President Obama, who will attend a memorial service Tuesday honoring victims of the Ford Hood shootings, said that while "we saw the worst of human nature on full display [Thursday], we also saw the best of America."
"We saw soldiers and civilians alike rushing to aid fallen comrades, tearing off bullet-riddled clothes to treat the injured, using blouses as tourniquets, taking down the shooter even as they bore wounds themselves," Obama said in his radio and Internet address Saturday.
"We saw soldiers bringing to bear on our own soil the skills they had been trained to use abroad – skills that been honed through years of determined effort for one purpose and one purpose only: to protect and defend the United States of America," he added.
Since the shooting, chaplains on the base have been ministering to the victims' loved ones and the almost 42,000 troops and their family members stationed there. The Lutheran Church-Missouri Synod, which has four chaplains at Fort Hood, has been rallying prayers for them as well for the families and friends of the victims.

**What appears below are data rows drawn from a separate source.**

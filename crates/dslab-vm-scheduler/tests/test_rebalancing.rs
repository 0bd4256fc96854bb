use std::cell::RefCell;
use std::rc::Rc;

use simcore::Simulation;
use sugars::{rc, refcell};

use dslab_vm_scheduler::core::cluster_api::{ClusterApi, ClusterError, MachineInfo, TaskInfo, VmInfo};
use dslab_vm_scheduler::core::common::{
    CpuArch, MachineId, PowerState, Priority, SlaClass, TaskId, VmId, VmType,
};
use dslab_vm_scheduler::core::config::{SchedulerConfig, SlaSlackConfig};
use dslab_vm_scheduler::core::placement::{find_reusable_vm, PlacementOutcome};
use dslab_vm_scheduler::core::rebalancer::split_roster;
use dslab_vm_scheduler::extensions::power_model::LinearPowerModel;
use dslab_vm_scheduler::extensions::sim_cluster::SimCluster;
use dslab_vm_scheduler::extensions::workload::TaskSpec;
use dslab_vm_scheduler::Scheduler;

fn create_cluster(sim: &mut Simulation, machines: u32) -> SimCluster {
    let mut cluster = SimCluster::new(sim.create_context("cluster"), 1024, SlaSlackConfig::default());
    for i in 0..machines {
        cluster.add_machine(
            &format!("m{}", i),
            CpuArch::X86,
            16384,
            Box::new(LinearPowerModel::new(100., 200., 10.)),
        );
    }
    cluster
}

fn task(id: TaskId, memory: u64) -> TaskSpec {
    TaskSpec {
        id,
        arrival: 0.,
        duration: 10.,
        cpu: CpuArch::X86,
        vm_type: VmType::Linux,
        memory,
        sla: SlaClass::Sla2,
    }
}

fn submit<C: ClusterApi + SubmitTask>(
    cluster: &Rc<RefCell<C>>,
    scheduler: &mut Scheduler,
    spec: TaskSpec,
) -> PlacementOutcome {
    let id = spec.id;
    cluster.borrow_mut().submit(spec);
    scheduler.on_new_task(id)
}

trait SubmitTask {
    fn submit(&mut self, spec: TaskSpec);
}

impl SubmitTask for SimCluster {
    fn submit(&mut self, spec: TaskSpec) {
        self.submit_task(spec);
    }
}

/// Places three tasks so that machine 0 hosts VM 0 with tasks 0 (2000) and 2 (500)
/// and machine 1 hosts VM 1 with task 1 (6000).
fn load_two_machines<C: ClusterApi + SubmitTask + 'static>(cluster: &Rc<RefCell<C>>, scheduler: &mut Scheduler) {
    scheduler.init();
    submit(cluster, scheduler, task(0, 2000));
    submit(cluster, scheduler, task(1, 6000));
    submit(cluster, scheduler, task(2, 500));
}

#[test]
fn test_split_roster_covers_all_machines() {
    for n in 0..10u32 {
        let ordered: Vec<MachineId> = (0..n).rev().collect();
        let (low, high) = split_roster(&ordered);
        assert_eq!(low.len() as u32, n / 2);
        assert_eq!(high.len() as u32, n - n / 2);
        let mut all: Vec<MachineId> = low.iter().chain(high.iter()).copied().collect();
        all.sort();
        assert_eq!(all, (0..n).collect::<Vec<_>>());
    }
}

#[test]
// After task 2 completes machine 0 (3024 used) has lower power than machine 1 (7024 used), so VM 0 with
// workload 2000 moves to machine 1. While the migration is in flight VM 0 is not used for new tasks even
// though best fit would otherwise prefer it (same task count, lower ID).
fn test_lightest_vm_migrates_to_high_power_machine() {
    let mut sim = Simulation::new(123);
    let cluster = rc!(refcell!(create_cluster(&mut sim, 2)));
    let mut scheduler = Scheduler::new(cluster.clone(), SchedulerConfig::with_placement("BestFit"), &mut sim).unwrap();
    load_two_machines(&cluster, &mut scheduler);
    assert_eq!(cluster.borrow().task_vm(0), Some(0));
    assert_eq!(cluster.borrow().task_vm(1), Some(1));
    assert_eq!(cluster.borrow().task_vm(2), Some(0));

    sim.step_until_time(5.);
    cluster.borrow_mut().finish_task(2);
    scheduler.on_task_complete(2);

    assert_eq!(scheduler.stats().migrations_issued, 1);
    assert!(scheduler.state().is_migrating(0));
    assert_eq!(scheduler.state().host_of(0), Some(0));
    assert!(scheduler.state().vms_on(0).is_empty());
    assert_eq!(scheduler.state().vms_on(1), &[1, 0]);
    assert_eq!(cluster.borrow().migration_target(0), Some(1));
    // memory of the migrating VM is held on both machines
    assert_eq!(cluster.borrow().machine_info(0).memory_used, 3024);
    assert_eq!(cluster.borrow().machine_info(1).memory_used, 7024 + 3024);

    let outcome = submit(&cluster, &mut scheduler, task(3, 1000));
    assert_eq!(
        outcome,
        PlacementOutcome::Placed {
            vm: 1,
            machine: 1,
            new_vm: false,
            activated: false
        }
    );

    sim.step_until_time(8.);
    cluster.borrow_mut().finish_migration(0);
    scheduler.on_migration_complete(0);
    assert!(!scheduler.state().is_migrating(0));
    assert_eq!(scheduler.state().host_of(0), Some(1));
    assert_eq!(scheduler.stats().migrations_completed, 1);
    assert_eq!(cluster.borrow().machine_info(0).memory_used, 0);

    // the drained machine goes to standby, the loaded one stays active
    scheduler.on_periodic_check();
    assert_eq!(cluster.borrow().machine_info(0).state, PowerState::Standby);
    assert_eq!(cluster.borrow().machine_info(1).state, PowerState::Active);
}

/// Places Linux tasks 0 (2000) and 2 (500) on a new VM 0 of machine 0 and Windows task 1 (6000)
/// on a new VM 1 of machine 1, then completes task 2 so that VM 0 starts migrating to machine 1.
fn start_migration_of_linux_vm(sim: &mut Simulation, placement: &str) -> (Rc<RefCell<SimCluster>>, Scheduler) {
    let cluster = rc!(refcell!(create_cluster(sim, 2)));
    let config = SchedulerConfig {
        init_default_vms: false,
        ..SchedulerConfig::with_placement(placement)
    };
    let mut scheduler = Scheduler::new(cluster.clone(), config, sim).unwrap();
    scheduler.init();
    let mut win_task = task(1, 6000);
    win_task.vm_type = VmType::Win;
    for spec in [task(0, 2000), win_task, task(2, 500)] {
        submit(&cluster, &mut scheduler, spec);
    }
    assert_eq!(cluster.borrow().task_vm(0), Some(0));
    assert_eq!(cluster.borrow().task_vm(1), Some(1));
    assert_eq!(cluster.borrow().task_vm(2), Some(0));

    sim.step_until_time(5.);
    cluster.borrow_mut().finish_task(2);
    scheduler.on_task_complete(2);
    assert!(scheduler.state().is_migrating(0));
    assert_eq!(scheduler.state().vms_on(1), &[1, 0]);
    (cluster, scheduler)
}

#[test]
// Round robin visits machine 1 and then machine 0, neither visit reuses the migrating VM 0.
// After the migration completes VM 0 is the first Linux VM of machine 1 and gets the next task there.
fn test_round_robin_skips_migrating_vm() {
    let mut sim = Simulation::new(123);
    let (cluster, mut scheduler) = start_migration_of_linux_vm(&mut sim, "RoundRobin");

    let on_target = submit(&cluster, &mut scheduler, task(3, 1000));
    assert_eq!(
        on_target,
        PlacementOutcome::Placed {
            vm: 2,
            machine: 1,
            new_vm: true,
            activated: false
        }
    );
    let on_source = submit(&cluster, &mut scheduler, task(4, 1000));
    assert_eq!(
        on_source,
        PlacementOutcome::Placed {
            vm: 3,
            machine: 0,
            new_vm: true,
            activated: false
        }
    );
    assert_ne!(cluster.borrow().task_vm(3), Some(0));
    assert_ne!(cluster.borrow().task_vm(4), Some(0));

    sim.step_until_time(8.);
    cluster.borrow_mut().finish_migration(0);
    scheduler.on_migration_complete(0);
    let outcome = submit(&cluster, &mut scheduler, task(5, 1000));
    assert_eq!(
        outcome,
        PlacementOutcome::Placed {
            vm: 0,
            machine: 1,
            new_vm: false,
            activated: false
        }
    );
}

#[test]
// Machine 0 keeps the lowest power draw, so energy priority places the next Linux task there
// on a new VM instead of reusing the migrating VM 0. VM 0 becomes reusable on machine 1
// only after the migration completes.
fn test_energy_priority_skips_migrating_vm() {
    let mut sim = Simulation::new(123);
    let (cluster, mut scheduler) = start_migration_of_linux_vm(&mut sim, "EnergyPriority");

    let linux_task = cluster.borrow().task_info(0);
    assert_eq!(find_reusable_vm(1, &linux_task, scheduler.state(), &*cluster.borrow()), None);

    let outcome = submit(&cluster, &mut scheduler, task(3, 1000));
    assert_eq!(
        outcome,
        PlacementOutcome::Placed {
            vm: 2,
            machine: 0,
            new_vm: true,
            activated: false
        }
    );
    assert_ne!(cluster.borrow().task_vm(3), Some(0));

    sim.step_until_time(8.);
    cluster.borrow_mut().finish_migration(0);
    scheduler.on_migration_complete(0);
    assert_eq!(find_reusable_vm(1, &linux_task, scheduler.state(), &*cluster.borrow()), Some(0));
}

#[test]
fn test_rebalancing_can_be_disabled() {
    let mut sim = Simulation::new(123);
    let cluster = rc!(refcell!(create_cluster(&mut sim, 2)));
    let config = SchedulerConfig {
        rebalance_on_task_complete: false,
        ..SchedulerConfig::with_placement("BestFit")
    };
    let mut scheduler = Scheduler::new(cluster.clone(), config, &mut sim).unwrap();
    load_two_machines(&cluster, &mut scheduler);

    cluster.borrow_mut().finish_task(2);
    scheduler.on_task_complete(2);
    assert_eq!(scheduler.stats().migrations_issued, 0);
    assert_eq!(scheduler.state().migrating_count(), 0);
}

#[test]
fn test_periodic_rebalancing() {
    let mut sim = Simulation::new(123);
    let cluster = rc!(refcell!(create_cluster(&mut sim, 2)));
    let config = SchedulerConfig {
        rebalance_on_task_complete: false,
        rebalance_on_periodic_check: true,
        ..SchedulerConfig::with_placement("BestFit")
    };
    let mut scheduler = Scheduler::new(cluster.clone(), config, &mut sim).unwrap();
    load_two_machines(&cluster, &mut scheduler);

    scheduler.on_periodic_check();
    assert_eq!(scheduler.stats().migrations_issued, 1);
    assert!(scheduler.state().is_migrating(0));

    // the VM is already migrating, no second migration is issued
    scheduler.on_periodic_check();
    assert_eq!(scheduler.stats().migrations_issued, 1);
}

#[test]
fn test_unknown_migration_completion_is_ignored() {
    let mut sim = Simulation::new(123);
    let cluster = rc!(refcell!(create_cluster(&mut sim, 2)));
    let mut scheduler = Scheduler::new(cluster.clone(), SchedulerConfig::default(), &mut sim).unwrap();
    scheduler.init();

    scheduler.on_migration_complete(0);
    assert_eq!(scheduler.stats().migrations_completed, 0);
    assert_eq!(scheduler.state().host_of(0), Some(0));
}

/// Cluster that rejects every migration command and, if asked to, every VM attachment.
struct RejectingCluster {
    inner: SimCluster,
    reject_attach: bool,
    rejected: u32,
}

impl SubmitTask for RejectingCluster {
    fn submit(&mut self, spec: TaskSpec) {
        self.inner.submit_task(spec);
    }
}

impl ClusterApi for RejectingCluster {
    fn machine_count(&self) -> u32 {
        self.inner.machine_count()
    }

    fn machine_info(&self, machine: MachineId) -> MachineInfo {
        self.inner.machine_info(machine)
    }

    fn vm_info(&self, vm: VmId) -> VmInfo {
        self.inner.vm_info(vm)
    }

    fn task_info(&self, task: TaskId) -> TaskInfo {
        self.inner.task_info(task)
    }

    fn cluster_energy(&self) -> f64 {
        self.inner.cluster_energy()
    }

    fn sla_report(&self, sla: SlaClass) -> f64 {
        self.inner.sla_report(sla)
    }

    fn create_vm(&mut self, vm_type: VmType, cpu: CpuArch) -> VmId {
        self.inner.create_vm(vm_type, cpu)
    }

    fn attach_vm(&mut self, vm: VmId, machine: MachineId) -> Result<(), ClusterError> {
        if self.reject_attach {
            self.rejected += 1;
            return Err(ClusterError::MachineNotActive(machine));
        }
        self.inner.attach_vm(vm, machine)
    }

    fn add_task(&mut self, vm: VmId, task: TaskId, priority: Priority) -> Result<(), ClusterError> {
        self.inner.add_task(vm, task, priority)
    }

    fn shutdown_vm(&mut self, vm: VmId) -> Result<(), ClusterError> {
        self.inner.shutdown_vm(vm)
    }

    fn set_machine_state(&mut self, machine: MachineId, state: PowerState) -> Result<(), ClusterError> {
        self.inner.set_machine_state(machine, state)
    }

    fn migrate_vm(&mut self, vm: VmId, _machine: MachineId) -> Result<(), ClusterError> {
        self.rejected += 1;
        Err(ClusterError::VmMigrating(vm))
    }

    fn set_task_priority(&mut self, task: TaskId, priority: Priority) {
        self.inner.set_task_priority(task, priority)
    }
}

#[test]
// Rejected migration command leaves the state as it was before the decision.
fn test_rejected_migration_is_rolled_back() {
    let mut sim = Simulation::new(123);
    let cluster = rc!(refcell!(RejectingCluster {
        inner: create_cluster(&mut sim, 2),
        reject_attach: false,
        rejected: 0,
    }));
    let mut scheduler = Scheduler::new(cluster.clone(), SchedulerConfig::with_placement("BestFit"), &mut sim).unwrap();
    load_two_machines(&cluster, &mut scheduler);

    cluster.borrow_mut().inner.finish_task(2);
    scheduler.on_task_complete(2);

    assert_eq!(cluster.borrow().rejected, 1);
    assert_eq!(scheduler.stats().migrations_issued, 0);
    assert!(!scheduler.state().is_migrating(0));
    assert_eq!(scheduler.state().vms_on(0), &[0]);
    assert_eq!(scheduler.state().vms_on(1), &[1]);
    assert_eq!(scheduler.state().host_of(0), Some(0));
    assert_eq!(scheduler.state().energy_queue().len(), 2);

    // VM 0 is usable again
    let outcome = submit(&cluster, &mut scheduler, task(3, 1000));
    assert_eq!(
        outcome,
        PlacementOutcome::Placed {
            vm: 0,
            machine: 0,
            new_vm: false,
            activated: false
        }
    );
}

#[test]
// VM whose attachment is rejected is shut down and never enters the scheduler's roster.
fn test_rejected_vm_attach_is_not_registered() {
    let mut sim = Simulation::new(123);
    let cluster = rc!(refcell!(RejectingCluster {
        inner: create_cluster(&mut sim, 1),
        reject_attach: true,
        rejected: 0,
    }));
    let config = SchedulerConfig {
        init_default_vms: false,
        ..SchedulerConfig::with_placement("BestFit")
    };
    let mut scheduler = Scheduler::new(cluster.clone(), config, &mut sim).unwrap();
    scheduler.init();

    let outcome = submit(&cluster, &mut scheduler, task(0, 1000));
    assert_eq!(outcome, PlacementOutcome::Unplaceable);
    assert_eq!(cluster.borrow().rejected, 1);
    assert!(scheduler.state().vms().is_empty());
    assert!(scheduler.state().vms_on(0).is_empty());
    assert_eq!(scheduler.stats().vms_created, 0);
    assert_eq!(cluster.borrow().vm_info(0).machine, None);
    assert_eq!(cluster.borrow().machine_info(0).memory_used, 0);
}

"We pray God's blessing on the effectiveness of the chaplains' ministry of consolation and assurance and on the outreach of all other caregivers involved," stated LCMS President Dr. Gerald B. Kieschnick.
On Friday, several hundred people gathered at a base stadium where the Army's chief chaplain offered prayers for families and victims of the shooting rampage.
Col. Michael T. Lembke, an Evangelical Lutheran Church in America (ELCA) chaplain serving at Fort Hood, said some 450 attended.
"We wanted to bring the community together and offer words of condolence," Lembke told his denomination's news service.
Thursday's mass shooting was the worst ever at a military base in the United States and took place less than a week before Veterans Day.
The rampage was followed the next day by another shooting – this time by a 40-year-old man who killed one and wounded five after opening fire at his former office in Orlando.
Like Hasan, Jason Rodriguez was taken alive and has been charged with first-degree murder and other crimes.
Police said Rodriguez offered words of remorse as he was handcuffed Friday, saying he was just going through a tough time.
His attorney has described him as "very, very mentally ill" but offered no specifics.